A man with a head for heights

11th December 2009 at 00:00
High expectations of new senior chief inspector of education

If not quite the prodigal son, Bill Maxwell will be welcomed back to Scotland with open arms by many in the Scottish education scene when he succeeds Graham Donaldson as senior chief inspector of education early next year.

He is described variously as "a people person", "nobody's fool", "a peacemaker" and "a good listener" by some who knew him in Scotland before he became head of Estyn, the Welsh education and training inspectorate in February, 2008.

That view is not unanimous, however. Some HMIE insiders felt he was "indecisive" and lacked leadership qualities. They were not convinced of his educational credentials since he came from an educational psychology as opposed to a school background, joining the Scottish inspectorate relatively young as an SEN specialist.

One questioned whether a man who sent his two daughters to private school in Edinburgh should be charged with being the watchdog of the Scottish state school system.

Others believe that if anyone can draw the feuding elements together and build consensus over qualifications and assessment under Curriculum for Excellence, and literacy and numeracy testing, then it is he.

Most agree that Dr Maxwell's experience in Wales will have given him a valuable perspective on an education system beyond Scotland's borders. "Having been down south, he will be able to bring to the post that understanding of how it works elsewhere," said one commentator.

The view from Wales is that he will be sadly missed. Gareth Jones, secretary of ASCL Cymru (the secondary headteachers' association in Wales), says: "He led the development of a whole new inspection framework and was very open in his working style.

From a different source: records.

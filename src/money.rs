use thiserror::Error;

#[derive(Debug, Clone, Copy, PartialEq, Eq, Error)]
pub enum ValorErro {
    #[error("Valor inválido.")]
    Invalido,
    #[error("O valor deve ser maior que zero.")]
    NaoPositivo,
}

/// Converte a entrada do usuário em centavos. Vírgula é separador decimal e
/// pontos são separadores de milhar ("1.234,56"); sem vírgula, um ponto vale
/// como decimal ("10.50").
pub fn parse_centavos(texto: &str) -> Result<i64, ValorErro> {
    let texto = texto.trim();
    if texto.is_empty() {
        return Err(ValorErro::Invalido);
    }
    if texto.starts_with('-') {
        return Err(ValorErro::NaoPositivo);
    }

    let normalizado = if texto.contains(',') {
        texto.replace('.', "").replace(',', ".")
    } else {
        texto.to_string()
    };

    let (inteiro, fracao) = match normalizado.split_once('.') {
        Some((i, f)) => (i, f),
        None => (normalizado.as_str(), ""),
    };

    if fracao.len() > 2 || !fracao.chars().all(|c| c.is_ascii_digit()) {
        return Err(ValorErro::Invalido);
    }
    if inteiro.is_empty() && fracao.is_empty() {
        return Err(ValorErro::Invalido);
    }

    let reais: i64 = if inteiro.is_empty() {
        0
    } else {
        inteiro.parse().map_err(|_| ValorErro::Invalido)?
    };

    let centavos_fracao: i64 = if fracao.is_empty() {
        0
    } else if fracao.len() == 1 {
        fracao.parse::<i64>().map_err(|_| ValorErro::Invalido)? * 10
    } else {
        fracao.parse().map_err(|_| ValorErro::Invalido)?
    };

    let total = reais
        .checked_mul(100)
        .and_then(|v| v.checked_add(centavos_fracao))
        .ok_or(ValorErro::Invalido)?;

    if total <= 0 {
        return Err(ValorErro::NaoPositivo);
    }
    Ok(total)
}

fn agrupar_milhares(valor: i64) -> String {
    let digitos = valor.to_string().chars().rev().collect::<Vec<char>>();
    let mut saida = Vec::new();
    for (i, ch) in digitos.iter().enumerate() {
        if i > 0 && i % 3 == 0 {
            saida.push('.');
        }
        saida.push(*ch);
    }
    saida.into_iter().rev().collect()
}

pub fn formatar_centavos(centavos: i64) -> String {
    let abs = centavos.abs();
    format!("{}{},{:02}", if centavos < 0 { "-" } else { "" }, agrupar_milhares(abs / 100), abs % 100)
}

pub fn formatar_moeda(centavos: i64, simbolo: &str) -> String {
    let sinal = if centavos < 0 { "-" } else { "" };
    let abs = centavos.abs();
    format!("{}{} {},{:02}", sinal, simbolo, agrupar_milhares(abs / 100), abs % 100)
}

/// "2024-03-05" vira "05/03/2024"; entradas fora do formato voltam intactas.
pub fn data_br(iso: &str) -> String {
    let partes: Vec<&str> = iso.split('-').collect();
    match partes.as_slice() {
        [ano, mes, dia] if ano.len() == 4 && mes.len() == 2 && dia.len() == 2 => {
            format!("{}/{}/{}", dia, mes, ano)
        }
        _ => iso.to_string(),
    }
}

#[cfg(test)]
mod tests {
    use super::*;

    #[test]
    fn aceita_notacao_brasileira() {
        assert_eq!(parse_centavos("1.234,56"), Ok(123_456));
        assert_eq!(parse_centavos("10,5"), Ok(1_050));
        assert_eq!(parse_centavos(",50"), Ok(50));
    }

    #[test]
    fn aceita_decimal_com_ponto_e_inteiros() {
        assert_eq!(parse_centavos("10.50"), Ok(1_050));
        assert_eq!(parse_centavos("250"), Ok(25_000));
        assert_eq!(parse_centavos(" 7 "), Ok(700));
    }

    #[test]
    fn rejeita_entrada_invalida() {
        assert_eq!(parse_centavos(""), Err(ValorErro::Invalido));
        assert_eq!(parse_centavos("abc"), Err(ValorErro::Invalido));
        assert_eq!(parse_centavos("10,999"), Err(ValorErro::Invalido));
    }

    #[test]
    fn rejeita_valores_nao_positivos() {
        assert_eq!(parse_centavos("0"), Err(ValorErro::NaoPositivo));
        assert_eq!(parse_centavos("0,00"), Err(ValorErro::NaoPositivo));
        assert_eq!(parse_centavos("-10,00"), Err(ValorErro::NaoPositivo));
    }

    #[test]
    fn formata_com_milhar_e_decimal() {
        assert_eq!(formatar_centavos(123_456), "1.234,56");
        assert_eq!(formatar_centavos(50), "0,50");
        assert_eq!(formatar_moeda(123_456, "R$"), "R$ 1.234,56");
        assert_eq!(formatar_moeda(-9_900, "R$"), "-R$ 99,00");
    }

    #[test]
    fn converte_data_iso_para_br() {
        assert_eq!(data_br("2024-03-05"), "05/03/2024");
        assert_eq!(data_br("sem data"), "sem data");
    }
}
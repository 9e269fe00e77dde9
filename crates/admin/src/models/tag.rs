//! Free-text tags on agenda items.
//!
//! Tag input arrives as one comma-separated string; assignments live in a
//! join table and are reconciled the same way relationship rows are.

use anyhow::{Context, Result};
use sqlx::PgPool;

use crate::content::reconcile::reconcile;

/// Split raw tag input into trimmed, de-duplicated names.
pub fn separate(raw: &str) -> Vec<String> {
    let mut seen = std::collections::HashSet::new();
    raw.split(',')
        .map(str::trim)
        .filter(|name| !name.is_empty())
        .filter(|name| seen.insert(name.to_lowercase()))
        .map(str::to_string)
        .collect()
}

/// Tag names assigned to an agenda item, alphabetical.
pub async fn for_agenda(pool: &PgPool, agenda: i32) -> Result<Vec<String>> {
    let names: Vec<String> = sqlx::query_scalar(
        r#"
        SELECT t.name FROM agenda_tags at
        JOIN tag t ON t.id = at.tag
        WHERE at.agenda = $1
        ORDER BY t.name ASC
        "#,
    )
    .bind(agenda)
    .fetch_all(pool)
    .await
    .context("failed to fetch agenda tags")?;

    Ok(names)
}

/// Make the tag assignments for `agenda` match `names` exactly.
///
/// Missing tag rows are created first (existing names are reused), then the
/// assignment table is diffed by tag id under the same transaction.
pub async fn reconcile_for_agenda(pool: &PgPool, agenda: i32, names: &[String]) -> Result<()> {
    let mut tx = pool
        .begin()
        .await
        .context("failed to start tag transaction")?;

    let desired: Vec<i32> = if names.is_empty() {
        Vec::new()
    } else {
        sqlx::query("INSERT INTO tag (name) SELECT * FROM unnest($1::varchar[]) ON CONFLICT (name) DO NOTHING")
            .bind(names)
            .execute(&mut *tx)
            .await
            .context("failed to ensure tags exist")?;

        sqlx::query_scalar("SELECT id FROM tag WHERE name = ANY($1)")
            .bind(names)
            .fetch_all(&mut *tx)
            .await
            .context("failed to resolve tag ids")?
    };

    let current: Vec<(i32, i32)> =
        sqlx::query_as("SELECT id, tag FROM agenda_tags WHERE agenda = $1 FOR UPDATE")
            .bind(agenda)
            .fetch_all(&mut *tx)
            .await
            .context("failed to lock tag assignments")?;

    let plan = reconcile(desired, &current, |&(id, tag)| (id, tag));

    if !plan.insert.is_empty() {
        let agendas: Vec<i32> = plan.insert.iter().map(|_| agenda).collect();
        sqlx::query(
            "INSERT INTO agenda_tags (agenda, tag) SELECT * FROM unnest($1::int4[], $2::int4[])",
        )
        .bind(agendas)
        .bind(&plan.insert)
        .execute(&mut *tx)
        .await
        .context("failed to insert tag assignments")?;
    }

    if !plan.delete.is_empty() {
        sqlx::query("DELETE FROM agenda_tags WHERE id = ANY($1)")
            .bind(&plan.delete)
            .execute(&mut *tx)
            .await
            .context("failed to delete tag assignments")?;
    }

    tx.commit().await.context("failed to commit tag transaction")?;

    Ok(())
}

#[cfg(test)]
#[allow(clippy::unwrap_used, clippy::expect_used)]
mod tests {
    use super::*;

    #[test]
    fn separate_trims_and_drops_empties() {
        assert_eq!(
            separate("  rust , web,,  backend "),
            vec!["rust", "web", "backend"]
        );
    }

    #[test]
    fn separate_dedupes_case_insensitively() {
        assert_eq!(separate("Rust, rust, RUST, async"), vec!["Rust", "async"]);
    }

    #[test]
    fn separate_of_empty_input_is_empty() {
        assert!(separate("").is_empty());
        assert!(separate(" , , ").is_empty());
    }
}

He has laid the foundations for the improvement of education in Wales over the next three to five years."

The general expectation is that Dr Maxwell will develop the inspectorate while sticking with its essential standards. His experience in Wales, according to a former colleague, "will have put a bit of distance between himself and those he's coming back to manage - a good combination".

It is widely acknowledged that Mr Donaldson has been the main driver behind Curriculum for Excellence, living and breathing its vision and becoming irritated with its critics. In recent weeks, he has become something of a siren voice, warning that CfE will not achieve its potential unless leadership becomes stronger and continuing professional development more effective. But will his successor share his passion for the new curriculum? "He will listen more sympathetically to the range of views and try to make it work," said one education leader.

Dr Maxwell will take over the reins at a time when secondary heads have become openly hostile to some of the reforms, and when continuing professional development and other budgets are becoming tighter.

In his statement, on the announcement of his appointment this week, Dr Maxwell said: "I know that one of the major challenges faced by Scotland is that, for many years, too many of Scotland's learners have failed to thrive. I am committed to working with partners to raise overall standards, while also ensuring that all Scotland's learners achieve positive outcomes."

That sentiment is typical, say some, of a man whose early interests lay in special needs and support for learning. "He's always held close to his heart the wee souls who under-perform - the ones that the system does not do well with," said one source.

An outdoors enthusiast who is said to be very fit, he celebrated a special anniversary by taking his wife to one of the remotest parts of Patagonia on a climbing holiday. So, if things get tough and he needs to clear his head, look for Bill Maxwell on a hilltop - the wilder and lonelier, the better.

Bill Maxwell

Age: 52

Born: Edinburgh

Education: High School of Dundee

University: Oxford, Edinburgh and Glasgow - M.A. (Hons); M.App.Sci; PhD and a Diploma in Teaching Practice

1984: educational psychologist with Dumfries and Galloway Regional Council

1990: moved to Grampian Region where he rose to be principal educational psychologist

1994: inspector of schools, based in Aberdeen

1998: district inspector in the north-east of Scotland, before becoming lead inspector in HMIE's quality, standards and audit unit

2001: seconded to the Standing International Conference of Inspectorates to act as a project manager for European Commission-funded programme on effective school self-evaluation

2002: chief inspector of education

2006: seconded to Scottish Executive as head of Education, Information and Analytical Services

2008: head of Estyn, the Welsh education and training inspectorate.